_Provided records_
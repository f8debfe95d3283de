//! Tracing subscriber setup.

use std::path::Path;
use tracing_appender::non_blocking::WorkerGuard;
use tracing_subscriber::fmt::writer::BoxMakeWriter;
use tracing_subscriber::{fmt, layer::SubscriberExt, util::SubscriberInitExt, EnvFilter};

/// Where console output goes.
#[derive(Debug, Clone, Copy, PartialEq, Eq)]
pub enum ConsoleTarget {
    Stdout,
    /// Used by the stdio transport, whose stdout carries protocol frames.
    Stderr,
}

/// Build the filter: `RUST_LOG` wins, then the configured level, then `info`.
pub fn build_filter(log_level: Option<&str>) -> EnvFilter {
    EnvFilter::try_from_default_env()
        .or_else(|_| EnvFilter::try_new(log_level.unwrap_or("info")))
        .unwrap_or_else(|_| EnvFilter::new("info"))
}

/// Install the global subscriber.
///
/// Returns the file writer guard when `log_file` is set; it must be held
/// until exit or buffered lines are lost.
pub fn init_logging(
    log_level: Option<&str>,
    log_file: Option<&Path>,
    console: ConsoleTarget,
) -> anyhow::Result<Option<WorkerGuard>> {
    let writer = match console {
        ConsoleTarget::Stdout => BoxMakeWriter::new(std::io::stdout),
        ConsoleTarget::Stderr => BoxMakeWriter::new(std::io::stderr),
    };
    let console_layer = fmt::layer()
        .with_target(false)
        .with_ansi(console == ConsoleTarget::Stdout)
        .with_writer(writer)
        .compact();

    let (file_layer, guard) = match log_file {
        Some(path) => {
            let directory = path
                .parent()
                .filter(|p| !p.as_os_str().is_empty())
                .unwrap_or_else(|| Path::new("."));
            let file_name = path
                .file_name()
                .ok_or_else(|| anyhow::anyhow!("Invalid log file path: {}", path.display()))?;
            std::fs::create_dir_all(directory)?;

            let appender = tracing_appender::rolling::never(directory, file_name);
            let (writer, guard) = tracing_appender::non_blocking(appender);
            let layer = fmt::layer()
                .with_ansi(false)
                .with_target(true)
                .with_writer(writer);
            (Some(layer), Some(guard))
        }
        None => (None, None),
    };

    tracing_subscriber::registry()
        .with(build_filter(log_level))
        .with(console_layer)
        .with(file_layer)
        .try_init()?;

    Ok(guard)
}

#[cfg(test)]
mod tests {
    use super::*;

    #[test]
    fn test_build_filter_falls_back_on_garbage() {
        // An unparseable level must not abort startup
        let filter = build_filter(Some("[[not a directive"));
        assert!(!filter.to_string().is_empty());
    }
}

_Problem requirements_
When the line with "pub enum ConsoleTarget" is reached in the data above, start copying there, and copy each line exactly until the line with "EnvFilter::try_from_default_env()" has been copied; copy nothing else.

_Solved exercise_
pub enum ConsoleTarget {
    Stdout,
    /// Used by the stdio transport, whose stdout carries protocol frames.
    Stderr,
}

/// Build the filter: `RUST_LOG` wins, then the configured level, then `info`.
pub fn build_filter(log_level: Option<&str>) -> EnvFilter {
    EnvFilter::try_from_default_env()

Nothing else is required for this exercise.